**TASK STATEMENT**
Below are some records. Print exactly the lines between the one holding "Ok(handle_kill(user, session, ctx, rng))" and the one holding "the current index.", inclusive, and nothing else.

Recorded data:
--------------------------------
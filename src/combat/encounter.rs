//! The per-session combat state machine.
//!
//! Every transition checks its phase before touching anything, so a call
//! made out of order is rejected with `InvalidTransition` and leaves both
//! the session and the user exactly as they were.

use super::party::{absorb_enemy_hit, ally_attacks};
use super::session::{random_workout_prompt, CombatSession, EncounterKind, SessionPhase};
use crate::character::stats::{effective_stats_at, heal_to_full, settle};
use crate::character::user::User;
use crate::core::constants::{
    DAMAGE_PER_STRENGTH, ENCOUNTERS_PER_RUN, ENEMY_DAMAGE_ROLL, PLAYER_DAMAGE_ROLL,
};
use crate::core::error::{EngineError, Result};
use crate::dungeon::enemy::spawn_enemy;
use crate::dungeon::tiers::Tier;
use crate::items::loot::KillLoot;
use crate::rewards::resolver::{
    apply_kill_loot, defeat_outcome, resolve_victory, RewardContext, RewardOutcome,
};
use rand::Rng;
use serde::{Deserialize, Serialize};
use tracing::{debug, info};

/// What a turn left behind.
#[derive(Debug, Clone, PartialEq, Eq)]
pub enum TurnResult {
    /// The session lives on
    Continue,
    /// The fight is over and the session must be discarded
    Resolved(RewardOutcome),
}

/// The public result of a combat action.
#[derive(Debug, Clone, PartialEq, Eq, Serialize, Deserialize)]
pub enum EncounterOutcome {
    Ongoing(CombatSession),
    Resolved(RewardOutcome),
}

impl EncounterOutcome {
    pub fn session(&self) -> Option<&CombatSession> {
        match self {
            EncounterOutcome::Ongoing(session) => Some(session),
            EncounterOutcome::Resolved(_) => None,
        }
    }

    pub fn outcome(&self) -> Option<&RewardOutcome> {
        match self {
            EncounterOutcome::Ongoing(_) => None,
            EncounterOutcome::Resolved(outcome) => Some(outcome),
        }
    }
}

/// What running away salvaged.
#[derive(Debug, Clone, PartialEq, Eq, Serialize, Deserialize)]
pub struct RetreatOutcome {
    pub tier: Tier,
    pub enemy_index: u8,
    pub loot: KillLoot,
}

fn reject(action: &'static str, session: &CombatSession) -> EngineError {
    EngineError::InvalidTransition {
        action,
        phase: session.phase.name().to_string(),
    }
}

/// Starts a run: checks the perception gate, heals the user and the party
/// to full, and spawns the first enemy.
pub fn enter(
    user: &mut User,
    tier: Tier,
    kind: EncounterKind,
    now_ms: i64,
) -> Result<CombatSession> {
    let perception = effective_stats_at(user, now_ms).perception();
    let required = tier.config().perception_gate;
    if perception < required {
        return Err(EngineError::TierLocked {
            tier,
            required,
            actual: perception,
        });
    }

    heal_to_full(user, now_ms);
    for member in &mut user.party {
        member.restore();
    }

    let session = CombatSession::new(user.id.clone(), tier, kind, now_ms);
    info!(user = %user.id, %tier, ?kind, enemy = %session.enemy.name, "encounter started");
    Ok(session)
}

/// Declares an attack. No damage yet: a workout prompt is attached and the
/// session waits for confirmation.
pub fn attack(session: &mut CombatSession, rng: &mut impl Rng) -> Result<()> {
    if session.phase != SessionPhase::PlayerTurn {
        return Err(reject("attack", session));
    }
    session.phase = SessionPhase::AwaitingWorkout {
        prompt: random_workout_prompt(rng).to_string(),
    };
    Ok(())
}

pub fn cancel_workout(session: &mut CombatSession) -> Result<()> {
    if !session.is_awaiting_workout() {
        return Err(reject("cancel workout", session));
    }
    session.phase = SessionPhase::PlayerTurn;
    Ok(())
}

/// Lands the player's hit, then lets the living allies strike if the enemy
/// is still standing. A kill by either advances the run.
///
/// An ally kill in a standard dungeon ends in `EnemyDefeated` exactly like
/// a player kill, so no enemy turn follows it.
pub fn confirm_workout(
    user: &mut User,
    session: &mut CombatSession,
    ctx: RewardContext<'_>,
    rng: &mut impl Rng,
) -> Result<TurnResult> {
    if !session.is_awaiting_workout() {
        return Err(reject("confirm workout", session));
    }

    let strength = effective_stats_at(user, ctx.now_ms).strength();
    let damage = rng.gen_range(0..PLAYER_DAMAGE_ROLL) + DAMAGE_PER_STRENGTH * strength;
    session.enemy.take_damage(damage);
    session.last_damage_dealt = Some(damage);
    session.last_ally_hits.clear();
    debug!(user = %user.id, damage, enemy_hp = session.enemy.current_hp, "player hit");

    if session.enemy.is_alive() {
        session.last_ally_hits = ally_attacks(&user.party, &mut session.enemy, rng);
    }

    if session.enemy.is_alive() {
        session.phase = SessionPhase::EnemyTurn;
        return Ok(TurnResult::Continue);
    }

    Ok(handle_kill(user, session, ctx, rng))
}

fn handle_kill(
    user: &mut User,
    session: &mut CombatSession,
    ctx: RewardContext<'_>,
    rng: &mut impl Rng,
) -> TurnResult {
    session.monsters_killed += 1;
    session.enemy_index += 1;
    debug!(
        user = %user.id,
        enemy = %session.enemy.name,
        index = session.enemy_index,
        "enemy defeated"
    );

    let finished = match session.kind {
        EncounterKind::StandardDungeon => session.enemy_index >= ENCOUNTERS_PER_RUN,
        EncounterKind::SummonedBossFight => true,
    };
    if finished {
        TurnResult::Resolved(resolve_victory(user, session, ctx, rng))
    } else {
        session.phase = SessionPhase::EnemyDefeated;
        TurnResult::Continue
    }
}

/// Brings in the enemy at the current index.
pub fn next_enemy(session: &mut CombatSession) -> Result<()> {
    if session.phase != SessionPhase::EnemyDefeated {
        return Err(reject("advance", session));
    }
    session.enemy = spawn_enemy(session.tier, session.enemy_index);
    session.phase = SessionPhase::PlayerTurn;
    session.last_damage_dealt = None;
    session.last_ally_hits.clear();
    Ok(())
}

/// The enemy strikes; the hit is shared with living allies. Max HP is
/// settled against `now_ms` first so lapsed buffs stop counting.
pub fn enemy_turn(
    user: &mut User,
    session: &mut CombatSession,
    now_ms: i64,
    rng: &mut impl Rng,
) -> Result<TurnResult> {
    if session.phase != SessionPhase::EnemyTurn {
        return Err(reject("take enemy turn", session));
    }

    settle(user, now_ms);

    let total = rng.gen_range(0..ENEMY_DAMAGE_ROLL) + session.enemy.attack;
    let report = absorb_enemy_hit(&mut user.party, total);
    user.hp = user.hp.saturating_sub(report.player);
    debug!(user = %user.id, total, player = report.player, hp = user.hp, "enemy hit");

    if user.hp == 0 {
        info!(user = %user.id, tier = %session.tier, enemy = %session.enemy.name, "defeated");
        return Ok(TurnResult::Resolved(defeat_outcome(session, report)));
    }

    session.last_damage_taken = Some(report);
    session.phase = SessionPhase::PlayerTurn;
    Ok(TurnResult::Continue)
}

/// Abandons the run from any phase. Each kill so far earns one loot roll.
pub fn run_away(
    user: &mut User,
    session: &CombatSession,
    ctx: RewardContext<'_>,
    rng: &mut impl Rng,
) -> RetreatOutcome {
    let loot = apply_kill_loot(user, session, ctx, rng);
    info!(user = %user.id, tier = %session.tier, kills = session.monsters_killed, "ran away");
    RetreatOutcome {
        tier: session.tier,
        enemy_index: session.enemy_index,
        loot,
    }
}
--------------------------------
**ANSWER SPACE**
    Ok(handle_kill(user, session, ctx, rng))
}

fn handle_kill(
    user: &mut User,
    session: &mut CombatSession,
    ctx: RewardContext<'_>,
    rng: &mut impl Rng,
) -> TurnResult {
    session.monsters_killed += 1;
    session.enemy_index += 1;
    debug!(
        user = %user.id,
        enemy = %session.enemy.name,
        index = session.enemy_index,
        "enemy defeated"
    );

    let finished = match session.kind {
        EncounterKind::StandardDungeon => session.enemy_index >= ENCOUNTERS_PER_RUN,
        EncounterKind::SummonedBossFight => true,
    };
    if finished {
        TurnResult::Resolved(resolve_victory(user, session, ctx, rng))
    } else {
        session.phase = SessionPhase::EnemyDefeated;
        TurnResult::Continue
    }
}

/// Brings in the enemy at the current index.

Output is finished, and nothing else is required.